- [ENTRIES SHOWN]
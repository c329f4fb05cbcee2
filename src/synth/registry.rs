use std::collections::BTreeMap;

use tracing::debug;

use crate::{
    instrument::{Instrument, NoteName},
    synth::{
        pool::VoicePool,
        voice::{VoiceError, VoiceHandle},
    },
};

/// Held notes of one instrument: at most one live voice per note.
#[derive(Debug)]
pub struct NoteRegistry {
    instrument: Instrument,
    active: BTreeMap<NoteName, VoiceHandle>,
}

impl NoteRegistry {
    pub fn new(instrument: Instrument) -> Self {
        Self {
            instrument,
            active: BTreeMap::new(),
        }
    }

    pub fn is_active(&self, note: NoteName) -> bool {
        self.active.contains_key(&note)
    }

    pub fn get(&self, note: NoteName) -> Option<&VoiceHandle> {
        self.active.get(&note)
    }

    pub fn len(&self) -> usize {
        self.active.len()
    }

    pub fn is_empty(&self) -> bool {
        self.active.is_empty()
    }

    pub fn notes(&self) -> impl Iterator<Item = NoteName> + '_ {
        self.active.keys().copied()
    }

    /// Remember `handle` for `note`. Returns false (and keeps the existing
    /// voice) if the note is already held.
    pub fn insert(&mut self, note: NoteName, handle: VoiceHandle) -> bool {
        if self.is_active(note) {
            return false;
        }
        self.active.insert(note, handle);
        true
    }

    /// Stop and forget `note`. Returns whether the note was held.
    pub fn stop(&mut self, note: NoteName, pool: &mut VoicePool, now: u64) -> bool {
        match self.active.remove(&note) {
            Some(handle) => {
                self.stop_handle(note, handle, pool, now);
                true
            }
            None => false,
        }
    }

    /// Stop every held note; returns which notes were held.
    pub fn stop_all(&mut self, pool: &mut VoicePool, now: u64) -> Vec<NoteName> {
        let held = std::mem::take(&mut self.active);
        held.into_iter()
            .map(|(note, handle)| {
                self.stop_handle(note, handle, pool, now);
                note
            })
            .collect()
    }

    fn stop_handle(&self, note: NoteName, handle: VoiceHandle, pool: &mut VoicePool, now: u64) {
        match pool.release(handle.id, now, handle.tail) {
            Ok(()) => {}
            Err(VoiceError::Finished(id)) => {
                debug!(instrument = %self.instrument, %note, voice = %id, "stop on finished voice ignored");
            }
        }
    }
}
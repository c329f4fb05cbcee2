use tracing::debug;

use crate::{
    graph::node::{GraphNode, RenderCtx},
    instrument::{Instrument, PerInstrument},
    recorder::TakeId,
    synth::voice::{Voice, VoiceError, VoiceId},
    MAX_BLOCK_SIZE,
};

/// Owns every live voice, mixes them and retires the finished ones.
///
/// Voices started while their instrument was recording carry that take's id;
/// their output is also summed into a per-instrument tap the recorder reads
/// after each block.
pub struct VoicePool {
    sample_rate: f32,
    voices: Vec<Voice>,
    next_id: u64,
    temp_buffer: Vec<f32>,
    taps: PerInstrument<Vec<f32>>,
    tap_len: usize,
}

impl VoicePool {
    pub fn new(sample_rate: f32) -> Self {
        Self {
            sample_rate,
            voices: Vec::new(),
            next_id: 0,
            temp_buffer: vec![0.0; MAX_BLOCK_SIZE],
            taps: PerInstrument::from_fn(|_| vec![0.0; MAX_BLOCK_SIZE]),
            tap_len: 0,
        }
    }

    pub fn sample_rate(&self) -> f32 {
        self.sample_rate
    }

    /// Start `graph` at `frequency` and return its id.
    pub fn spawn(
        &mut self,
        instrument: Instrument,
        graph: Box<dyn GraphNode>,
        frequency: f32,
        take: Option<TakeId>,
    ) -> VoiceId {
        let id = VoiceId(self.next_id);
        self.next_id += 1;

        let ctx = RenderCtx::from_freq(self.sample_rate, frequency, 1.0);
        self.voices.push(Voice::start(id, instrument, graph, ctx, take));
        debug!(voice = %id, %instrument, frequency, recording = take.is_some(), "voice started");
        id
    }

    /// Close the voice's gate and halt it `tail` seconds after `now`.
    pub fn release(&mut self, id: VoiceId, now: u64, tail: f32) -> Result<(), VoiceError> {
        let tail_frames = (tail.max(0.0) * self.sample_rate).round() as u64;
        match self.voices.iter_mut().find(|v| v.id() == id) {
            Some(voice) if !voice.is_finished(now) => {
                voice.release(now, tail_frames);
                debug!(voice = %id, tail, "voice released");
                Ok(())
            }
            _ => Err(VoiceError::Finished(id)),
        }
    }

    pub fn len(&self) -> usize {
        self.voices.len()
    }

    pub fn is_empty(&self) -> bool {
        self.voices.is_empty()
    }

    pub fn count_for(&self, instrument: Instrument) -> usize {
        self.voices
            .iter()
            .filter(|v| v.instrument() == instrument)
            .count()
    }

    /// Mix all voices into `out` (at most `MAX_BLOCK_SIZE` frames) starting
    /// at absolute frame `now`. `takes` is the active recording take per
    /// instrument.
    pub fn render_block(&mut self, out: &mut [f32], now: u64, takes: &PerInstrument<Option<TakeId>>) {
        let len = out.len().min(MAX_BLOCK_SIZE);
        let out = &mut out[..len];
        out.fill(0.0);
        for (_, tap) in self.taps.iter_mut() {
            tap[..len].fill(0.0);
        }
        self.tap_len = len;

        for voice in &mut self.voices {
            let frames = &mut self.temp_buffer[..len];
            frames.fill(0.0);
            voice.render(frames, now);

            for (o, v) in out.iter_mut().zip(frames.iter()) {
                *o += v;
            }

            let instrument = voice.instrument();
            if voice.take().is_some() && voice.take() == takes[instrument] {
                for (t, v) in self.taps[instrument][..len].iter_mut().zip(frames.iter()) {
                    *t += v;
                }
            }
        }

        let end = now + len as u64;
        self.voices.retain(|voice| {
            let done = voice.is_finished(end);
            if done {
                debug!(voice = %voice.id(), "voice finished");
            }
            !done
        });
    }

    /// Recorded-voice output of the last rendered block.
    pub fn tap(&self, instrument: Instrument) -> &[f32] {
        &self.taps[instrument][..self.tap_len]
    }
}

#[cfg(test)]
mod tests {
    use super::*;
    use crate::dsp::envelope::EnvelopeShape;
    use crate::graph::{envelope::EnvNode, extensions::NodeExt, oscillator::OscNode};

    const SR: f32 = 1_000.0;

    fn no_takes() -> PerInstrument<Option<TakeId>> {
        PerInstrument::from_fn(|_| None)
    }

    fn held() -> Box<dyn GraphNode> {
        Box::new(OscNode::square().amplify(EnvNode::new(EnvelopeShape::attack_hold(0.001, 0.5, 0.01))))
    }

    #[test]
    fn one_shot_retires_itself() {
        let mut pool = VoicePool::new(SR);
        pool.spawn(Instrument::Janggu, Box::new(OscNode::sine().stop_after(0.05)), 100.0, None);

        let mut out = [0.0f32; 64];
        pool.render_block(&mut out, 0, &no_takes());
        assert!(pool.is_empty());
    }

    #[test]
    fn release_then_halt_after_tail() {
        let mut pool = VoicePool::new(SR);
        let id = pool.spawn(Instrument::Piri, held(), 100.0, None);
        let mut out = [0.0f32; 32];
        pool.render_block(&mut out, 0, &no_takes());

        assert_eq!(pool.release(id, 32, 0.015), Ok(()));
        pool.render_block(&mut out, 32, &no_takes());
        assert!(pool.is_empty(), "halted after 15 ms tail");
    }

    #[test]
    fn releasing_a_gone_voice_is_finished() {
        let mut pool = VoicePool::new(SR);
        let id = pool.spawn(Instrument::Janggu, Box::new(OscNode::sine().stop_after(0.001)), 100.0, None);
        let mut out = [0.0f32; 8];
        pool.render_block(&mut out, 0, &no_takes());

        assert_eq!(pool.release(id, 8, 0.1), Err(VoiceError::Finished(id)));
    }

    #[test]
    fn only_voices_of_the_current_take_are_tapped() {
        let mut pool = VoicePool::new(SR);
        let take = TakeId(7);
        pool.spawn(Instrument::Piri, held(), 100.0, Some(take));
        pool.spawn(Instrument::Piri, held(), 100.0, Some(TakeId(6)));
        pool.spawn(Instrument::Haegeum, held(), 100.0, None);

        let mut takes = no_takes();
        takes[Instrument::Piri] = Some(take);

        let mut out = [0.0f32; 16];
        pool.render_block(&mut out, 0, &takes);

        // square 100 Hz at 1 kHz: first 5 samples are +1 × gain
        let tapped = pool.tap(Instrument::Piri);
        assert_eq!(tapped.len(), 16);
        assert!((tapped[3] - 0.5).abs() < 1e-6);
        assert!((out[3] - 1.5).abs() < 1e-6);
        assert!(pool.tap(Instrument::Haegeum).iter().all(|&s| s == 0.0));
    }
}
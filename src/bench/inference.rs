//! Inference benchmark
//!
//! The model is first trained, untimed, for `warmup_epochs`. After that the
//! interrupt is armed and the test split is replayed pass after pass: every
//! sample goes through its own forward pass, timed and appended (flushed) to
//! the stats file. A pass that sees the interrupt stops early; it still counts
//! if it timed at least one sample.

use anyhow::{Context, Result};
use burn::data::dataset::Dataset;
use burn::module::AutodiffModule;
use burn::optim::AdamConfig;
use burn::tensor::backend::AutodiffBackend;
use chrono::Local;
use colored::Colorize;
use tracing::{debug, info};

use super::{build_model, train_loader, BenchOptions, BenchOutcome, Interrupt};
use crate::config::BenchmarkConfig;
use crate::model::MnistClassifier;
use crate::dataset::{BatchLoader, MnistBatcher, MnistSplits};
use crate::stats::{BenchmarkKind, BenchmarkSummary, LatencyStats, StatsFile};
use crate::training::{LifecycleHooks, NoopHooks, TimeHistory, Trainer};
use crate::utils::{format_duration, format_number};

/// Warm up, then time single-sample inference until the pass limit or an interrupt
pub fn inference_benchmark<B: AutodiffBackend>(
    splits: &MnistSplits,
    config: &BenchmarkConfig,
    device: &B::Device,
    options: &BenchOptions,
    interrupt: &Interrupt,
) -> Result<BenchOutcome> {
    if splits.test.len() == 0 {
        anyhow::bail!("The test split is empty, nothing to time");
    }
    let started = Local::now();
    let limit = options.iteration_limit.filter(|&limit| limit > 0);

    eprintln!("{}", "Inference benchmark".green().bold());
    info!(
        "Warm-up: {} training epochs over {} samples",
        config.warmup_epochs,
        format_number(splits.train.len())
    );

    let model = build_model::<B>(config, device);
    let warmup_loader = train_loader::<B>(&splits.train, config, device);
    let optimizer = AdamConfig::new().init::<B, MnistClassifier<B>>();
    let model = Trainer::new(model, optimizer, config.learning_rate, warmup_loader)
        .with_progress(options.verbose)
        .fit(config.warmup_epochs, &mut NoopHooks)
        .model
        .valid();
    println!("TRAINING COMPLETED!");

    let mut test_loader = BatchLoader::new(
        splits.test.clone(),
        MnistBatcher::<B::InnerBackend>::new(device.clone()),
        config.batch_size,
    )
    .with_prefetch(config.prefetch_batches);

    let mut stats = StatsFile::create_at(&options.output_dir, BenchmarkKind::Inference, &started)
        .context("Failed to create inference stats file")?;

    interrupt.arm().context("Failed to install the interrupt handler")?;
    match limit {
        Some(limit) => info!("Timing {} pass(es) over {} test samples", limit, splits.test.len()),
        None => info!(
            "Timing passes over {} test samples until interrupted (Ctrl-C)",
            splits.test.len()
        ),
    }

    let step = config.inference_batch_size;
    let mut history = TimeHistory::new();
    let mut total_time = 0.0f64;
    let mut samples = 0usize;
    let mut passes = 0usize;
    let mut step_index = 0usize;
    let mut interrupted = false;

    history.on_run_begin();
    loop {
        println!("Iteration {}", passes);
        history.on_epoch_begin(passes);
        let samples_before = samples;

        'pass: for batch in test_loader.iter() {
            let len = batch.len();
            let mut start = 0;
            while start < len {
                if interrupt.is_set() {
                    interrupted = true;
                    break 'pass;
                }
                let end = (start + step).min(len);
                let input = batch.rows(start, end);

                history.on_batch_begin(step_index);
                let output = model.forward(input);
                // reading back waits for asynchronous devices
                let _ = output.into_data();
                history.on_batch_end(step_index);

                let elapsed = history.last_batch_time().unwrap_or(0.0);
                total_time += elapsed;
                samples += end - start;
                step_index += 1;
                stats
                    .record_flushed(elapsed)
                    .context("Failed to write inference stats")?;

                start = end;
            }
        }

        history.on_epoch_end(passes);

        if interrupted && samples == samples_before {
            info!("Interrupted before pass {} timed any sample", passes + 1);
            break;
        }
        passes += 1;
        debug!(
            "Pass {} finished in {}",
            passes,
            format_duration(history.epoch_times.last().copied().unwrap_or(0.0))
        );

        if interrupted {
            info!("Interrupted during pass {}", passes);
            break;
        }
        if limit.is_some_and(|limit| passes >= limit) {
            break;
        }
    }
    history.on_run_end();

    let summary = BenchmarkSummary::new(total_time, samples);
    let latency = LatencyStats::from_seconds(&history.batch_times);
    info!(
        "{} pass(es), {} samples timed | {}",
        passes,
        format_number(samples),
        latency.summary()
    );

    println!("INFERENCE COMPLETED!");
    println!("{}", summary);

    Ok(BenchOutcome {
        kind: BenchmarkKind::Inference,
        summary,
        latency,
        iterations: passes,
        interrupted,
        stats_path: stats.path().to_path_buf(),
        started,
    })
}
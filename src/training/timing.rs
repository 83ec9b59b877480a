//! Timing recorder
//!
//! `TimeHistory` measures every batch, every epoch and the whole run with the
//! monotonic clock. Values are seconds.

use std::time::{Duration, Instant};

use super::hooks::LifecycleHooks;

#[derive(Debug, Clone, Default)]
pub struct TimeHistory {
    pub batch_times: Vec<f64>,
    pub epoch_times: Vec<f64>,
    pub run_times: Vec<f64>,
    run_start: Option<Instant>,
    epoch_start: Option<Instant>,
    batch_start: Option<Instant>,
}

impl TimeHistory {
    pub fn new() -> Self {
        Self::default()
    }

    /// Sum of all batch times
    pub fn total_batch_time(&self) -> f64 {
        self.batch_times.iter().sum()
    }

    /// Most recent batch time, if any
    pub fn last_batch_time(&self) -> Option<f64> {
        self.batch_times.last().copied()
    }

    fn elapsed(start: Option<Instant>) -> f64 {
        start
            .map(|s| s.elapsed())
            .unwrap_or(Duration::ZERO)
            .as_secs_f64()
    }
}

impl LifecycleHooks for TimeHistory {
    fn on_run_begin(&mut self) {
        self.batch_times.clear();
        self.epoch_times.clear();
        self.run_times.clear();
        self.run_start = Some(Instant::now());
    }

    fn on_epoch_begin(&mut self, _epoch: usize) {
        self.epoch_start = Some(Instant::now());
    }

    fn on_batch_begin(&mut self, _batch: usize) {
        self.batch_start = Some(Instant::now());
    }

    fn on_batch_end(&mut self, _batch: usize) {
        self.batch_times.push(Self::elapsed(self.batch_start.take()));
    }

    fn on_epoch_end(&mut self, _epoch: usize) {
        self.epoch_times.push(Self::elapsed(self.epoch_start.take()));
    }

    fn on_run_end(&mut self) {
        self.run_times.push(Self::elapsed(self.run_start));
    }
}

#[cfg(test)]
mod tests {
    use super::*;
    use std::thread::sleep;

    fn run(history: &mut TimeHistory, epochs: usize, batches: usize) {
        history.on_run_begin();
        for epoch in 0..epochs {
            history.on_epoch_begin(epoch);
            for batch in 0..batches {
                history.on_batch_begin(batch);
                history.on_batch_end(batch);
            }
            history.on_epoch_end(epoch);
        }
        history.on_run_end();
    }

    #[test]
    fn test_counts() {
        let mut history = TimeHistory::new();
        run(&mut history, 3, 4);

        assert_eq!(history.batch_times.len(), 12);
        assert_eq!(history.epoch_times.len(), 3);
        assert_eq!(history.run_times.len(), 1);
        assert!(history.batch_times.iter().all(|t| *t >= 0.0));
    }

    #[test]
    fn test_run_begin_clears() {
        let mut history = TimeHistory::new();
        run(&mut history, 2, 2);
        run(&mut history, 1, 1);

        assert_eq!(history.batch_times.len(), 1);
        assert_eq!(history.epoch_times.len(), 1);
        assert_eq!(history.run_times.len(), 1);
    }

    #[test]
    fn test_nesting_of_measurements() {
        let mut history = TimeHistory::new();
        history.on_run_begin();
        history.on_epoch_begin(0);
        history.on_batch_begin(0);
        sleep(Duration::from_millis(5));
        history.on_batch_end(0);
        history.on_epoch_end(0);
        history.on_run_end();

        let batch = history.batch_times[0];
        assert!(batch >= 0.005);
        assert!(history.epoch_times[0] >= batch);
        assert!(history.run_times[0] >= history.epoch_times[0]);
        assert_eq!(history.total_batch_time(), batch);
    }

    #[test]
    fn test_batch_end_without_begin_is_zero() {
        let mut history = TimeHistory::new();
        history.on_batch_end(0);
        assert_eq!(history.last_batch_time(), Some(0.0));
    }
}
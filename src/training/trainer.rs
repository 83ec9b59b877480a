//! Training loop
//!
//! A manual Burn loop: forward, cross-entropy, backward, optimizer step.
//! Hooks fire around the run, every epoch and every optimizer step; batch
//! assembly happens before `on_batch_begin` so it stays out of the timings.

use burn::{
    optim::{GradientsParams, Optimizer},
    tensor::{backend::AutodiffBackend, ElementConversion},
};
use indicatif::{ProgressBar, ProgressStyle};
use tracing::debug;

use super::hooks::LifecycleHooks;
use crate::dataset::BatchLoader;
use crate::model::{correct_predictions, MnistClassifier};
use crate::utils::logging::EpochLogger;

/// Metrics for a single epoch
#[derive(Debug, Clone)]
pub struct EpochMetrics {
    pub epoch: usize,
    /// Mean batch loss
    pub loss: f64,
    /// Fraction of correctly classified training samples
    pub accuracy: f64,
    pub samples: usize,
}

/// Result of [`Trainer::fit`]
pub struct FitOutput<B: AutodiffBackend> {
    pub model: MnistClassifier<B>,
    pub metrics: Vec<EpochMetrics>,
}

impl<B: AutodiffBackend> FitOutput<B> {
    pub fn final_accuracy(&self) -> f64 {
        self.metrics.last().map(|m| m.accuracy).unwrap_or(0.0)
    }
}

pub struct Trainer<B: AutodiffBackend, O> {
    model: MnistClassifier<B>,
    optimizer: O,
    learning_rate: f64,
    loader: BatchLoader<B>,
    verbose: bool,
}

impl<B, O> Trainer<B, O>
where
    B: AutodiffBackend,
    O: Optimizer<MnistClassifier<B>, B>,
{
    pub fn new(
        model: MnistClassifier<B>,
        optimizer: O,
        learning_rate: f64,
        loader: BatchLoader<B>,
    ) -> Self {
        Self {
            model,
            optimizer,
            learning_rate,
            loader,
            verbose: false,
        }
    }

    /// Show a progress bar on stderr
    pub fn with_progress(mut self, verbose: bool) -> Self {
        self.verbose = verbose;
        self
    }

    /// Batches per epoch
    pub fn batches_per_epoch(&self) -> usize {
        self.loader.len()
    }

    /// Train for `epochs` epochs
    pub fn fit(self, epochs: usize, hooks: &mut dyn LifecycleHooks) -> FitOutput<B> {
        let Self {
            mut model,
            mut optimizer,
            learning_rate,
            mut loader,
            verbose,
        } = self;

        let num_batches = loader.len();
        let progress = if verbose {
            let bar = ProgressBar::new((epochs * num_batches) as u64);
            bar.set_style(
                ProgressStyle::default_bar()
                    .template("[{elapsed_precise}] [{bar:40.cyan/blue}] {pos}/{len} batches ({eta}) {msg}")
                    .unwrap_or_else(|_| ProgressStyle::default_bar())
                    .progress_chars("=>-"),
            );
            bar
        } else {
            ProgressBar::hidden()
        };

        let mut logger = EpochLogger::new(epochs);
        let mut metrics = Vec::with_capacity(epochs);

        hooks.on_run_begin();
        for epoch in 0..epochs {
            logger.start_epoch(epoch);
            hooks.on_epoch_begin(epoch);

            let mut epoch_loss = 0.0f64;
            let mut correct = 0usize;
            let mut seen = 0usize;

            for (batch_idx, batch) in loader.iter().enumerate() {
                let batch_len = batch.len();
                hooks.on_batch_begin(batch_idx);

                let logits = model.forward(batch.images);
                let loss = model.loss(logits.clone(), batch.targets.clone());

                let grads = GradientsParams::from_grads(loss.backward(), &model);
                model = optimizer.step(learning_rate, model, grads);

                // reading the scalars waits for the device
                let loss_value: f64 = loss.into_scalar().elem();
                let batch_correct = correct_predictions(logits, batch.targets);

                hooks.on_batch_end(batch_idx);

                epoch_loss += loss_value;
                correct += batch_correct;
                seen += batch_len;
                progress.inc(1);
            }

            hooks.on_epoch_end(epoch);

            let epoch_metrics = EpochMetrics {
                epoch,
                loss: epoch_loss / num_batches.max(1) as f64,
                accuracy: correct as f64 / seen.max(1) as f64,
                samples: seen,
            };
            logger.end_epoch(epoch_metrics.loss, epoch_metrics.accuracy, seen);
            progress.set_message(format!("loss {:.4}", epoch_metrics.loss));
            metrics.push(epoch_metrics);
        }
        hooks.on_run_end();
        progress.finish_and_clear();

        let output = FitOutput { model, metrics };
        if epochs > 0 {
            logger.finish(output.final_accuracy());
        } else {
            debug!("No training epochs requested");
        }
        output
    }
}

#[cfg(test)]
mod tests {
    use super::*;
    use burn::backend::ndarray::NdArrayDevice;
    use burn::backend::{Autodiff, NdArray};
    use burn::optim::AdamConfig;

    use crate::dataset::test_util::synthetic_split;
    use crate::dataset::MnistBatcher;
    use crate::model::MnistClassifierConfig;
    use crate::training::{NoopHooks, TimeHistory};

    type TestBackend = Autodiff<NdArray>;

    fn trainer(
        samples: usize,
        batch_size: usize,
    ) -> Trainer<TestBackend, impl Optimizer<MnistClassifier<TestBackend>, TestBackend>> {
        let device = NdArrayDevice::Cpu;
        let loader =
            BatchLoader::new(synthetic_split(samples), MnistBatcher::new(device), batch_size)
                .shuffled(1);
        let model = MnistClassifierConfig::new().init::<TestBackend>(&device);
        let optimizer = AdamConfig::new().init::<TestBackend, MnistClassifier<TestBackend>>();
        Trainer::new(model, optimizer, 1e-3, loader)
    }

    #[test]
    fn test_fit_drives_hooks() {
        let trainer = trainer(10, 4);
        assert_eq!(trainer.batches_per_epoch(), 3);

        let mut history = TimeHistory::new();
        let output = trainer.fit(2, &mut history);

        assert_eq!(history.batch_times.len(), 6);
        assert_eq!(history.epoch_times.len(), 2);
        assert_eq!(history.run_times.len(), 1);
        assert_eq!(output.metrics.len(), 2);
        assert_eq!(output.metrics[1].samples, 10);
    }

    #[test]
    fn test_metrics_are_sane() {
        let output = trainer(20, 8).fit(1, &mut NoopHooks);
        let m = &output.metrics[0];
        assert!(m.loss.is_finite() && m.loss > 0.0);
        assert!((0.0..=1.0).contains(&m.accuracy));
    }

    #[test]
    fn test_zero_epochs() {
        let mut history = TimeHistory::new();
        let output = trainer(4, 4).fit(0, &mut history);
        assert!(output.metrics.is_empty());
        assert!(history.batch_times.is_empty());
        assert_eq!(history.run_times.len(), 1);
        assert_eq!(output.final_accuracy(), 0.0);
    }
}
//! Lifecycle hooks invoked by the training loop and the inference driver
//!
//! Indices are zero-based. A "batch" is one optimizer step during training
//! and one timed forward pass during inference.

/// Callbacks around a run, its epochs and its batches
pub trait LifecycleHooks {
    fn on_run_begin(&mut self) {}

    fn on_epoch_begin(&mut self, _epoch: usize) {}

    fn on_batch_begin(&mut self, _batch: usize) {}

    fn on_batch_end(&mut self, _batch: usize) {}

    fn on_epoch_end(&mut self, _epoch: usize) {}

    fn on_run_end(&mut self) {}
}

/// Hooks that do nothing
#[derive(Debug, Clone, Copy, Default)]
pub struct NoopHooks;

impl LifecycleHooks for NoopHooks {}
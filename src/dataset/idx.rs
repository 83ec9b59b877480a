//! Reader for the uncompressed IDX files MNIST is distributed as
//!
//! Layout: big-endian magic, big-endian dimension sizes, then raw `u8` data.

use std::fs;
use std::path::Path;

use crate::utils::error::{BenchError, Result};

pub const TRAIN_IMAGES: &str = "train-images-idx3-ubyte";
pub const TRAIN_LABELS: &str = "train-labels-idx1-ubyte";
pub const TEST_IMAGES: &str = "t10k-images-idx3-ubyte";
pub const TEST_LABELS: &str = "t10k-labels-idx1-ubyte";

const IMAGES_MAGIC: u32 = 2051;
const LABELS_MAGIC: u32 = 2049;

fn read_u32(bytes: &[u8], offset: usize) -> Option<u32> {
    let chunk = bytes.get(offset..offset + 4)?;
    Some(u32::from_be_bytes([chunk[0], chunk[1], chunk[2], chunk[3]]))
}

fn read_header(path: &Path, bytes: &[u8], magic: u32, dims: usize) -> Result<Vec<usize>> {
    let invalid = |msg: String| BenchError::Idx(path.to_path_buf(), msg);

    let found = read_u32(bytes, 0).ok_or_else(|| invalid("truncated header".into()))?;
    if found != magic {
        return Err(invalid(format!("magic {} (expected {})", found, magic)));
    }

    (0..dims)
        .map(|i| {
            read_u32(bytes, 4 + 4 * i)
                .map(|d| d as usize)
                .ok_or_else(|| invalid("truncated header".into()))
        })
        .collect()
}

fn check_payload(path: &Path, payload: &[u8], expected: usize) -> Result<()> {
    if payload.len() != expected {
        return Err(BenchError::Idx(
            path.to_path_buf(),
            format!("{} data bytes (expected {})", payload.len(), expected),
        ));
    }
    Ok(())
}

/// Read an image file, returning `(rows, cols, pixels)`
pub fn read_images(path: &Path) -> Result<(usize, usize, Vec<u8>)> {
    let bytes = fs::read(path)?;
    let dims = read_header(path, &bytes, IMAGES_MAGIC, 3)?;
    let (count, rows, cols) = (dims[0], dims[1], dims[2]);

    let expected = count
        .checked_mul(rows)
        .and_then(|n| n.checked_mul(cols))
        .ok_or_else(|| BenchError::Idx(path.to_path_buf(), "dimensions overflow".into()))?;

    let payload = &bytes[16..];
    check_payload(path, payload, expected)?;
    Ok((rows, cols, payload.to_vec()))
}

/// Read a label file
pub fn read_labels(path: &Path) -> Result<Vec<u8>> {
    let bytes = fs::read(path)?;
    let dims = read_header(path, &bytes, LABELS_MAGIC, 1)?;

    let payload = &bytes[8..];
    check_payload(path, payload, dims[0])?;
    Ok(payload.to_vec())
}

- [WHAT IS NEEDED] Above are the entries. Copy exactly the part that opens with the line containing "the recorder reads" and closes with the line containing "voice.release(now, tail_frames);", and no more.

- [ANSWER SPACE]
/// their output is also summed into a per-instrument tap the recorder reads
/// after each block.
pub struct VoicePool {
    sample_rate: f32,
    voices: Vec<Voice>,
    next_id: u64,
    temp_buffer: Vec<f32>,
    taps: PerInstrument<Vec<f32>>,
    tap_len: usize,
}

impl VoicePool {
    pub fn new(sample_rate: f32) -> Self {
        Self {
            sample_rate,
            voices: Vec::new(),
            next_id: 0,
            temp_buffer: vec![0.0; MAX_BLOCK_SIZE],
            taps: PerInstrument::from_fn(|_| vec![0.0; MAX_BLOCK_SIZE]),
            tap_len: 0,
        }
    }

    pub fn sample_rate(&self) -> f32 {
        self.sample_rate
    }

    /// Start `graph` at `frequency` and return its id.
    pub fn spawn(
        &mut self,
        instrument: Instrument,
        graph: Box<dyn GraphNode>,
        frequency: f32,
        take: Option<TakeId>,
    ) -> VoiceId {
        let id = VoiceId(self.next_id);
        self.next_id += 1;

        let ctx = RenderCtx::from_freq(self.sample_rate, frequency, 1.0);
        self.voices.push(Voice::start(id, instrument, graph, ctx, take));
        debug!(voice = %id, %instrument, frequency, recording = take.is_some(), "voice started");
        id
    }

    /// Close the voice's gate and halt it `tail` seconds after `now`.
    pub fn release(&mut self, id: VoiceId, now: u64, tail: f32) -> Result<(), VoiceError> {
        let tail_frames = (tail.max(0.0) * self.sample_rate).round() as u64;
        match self.voices.iter_mut().find(|v| v.id() == id) {
            Some(voice) if !voice.is_finished(now) => {
                voice.release(now, tail_frames);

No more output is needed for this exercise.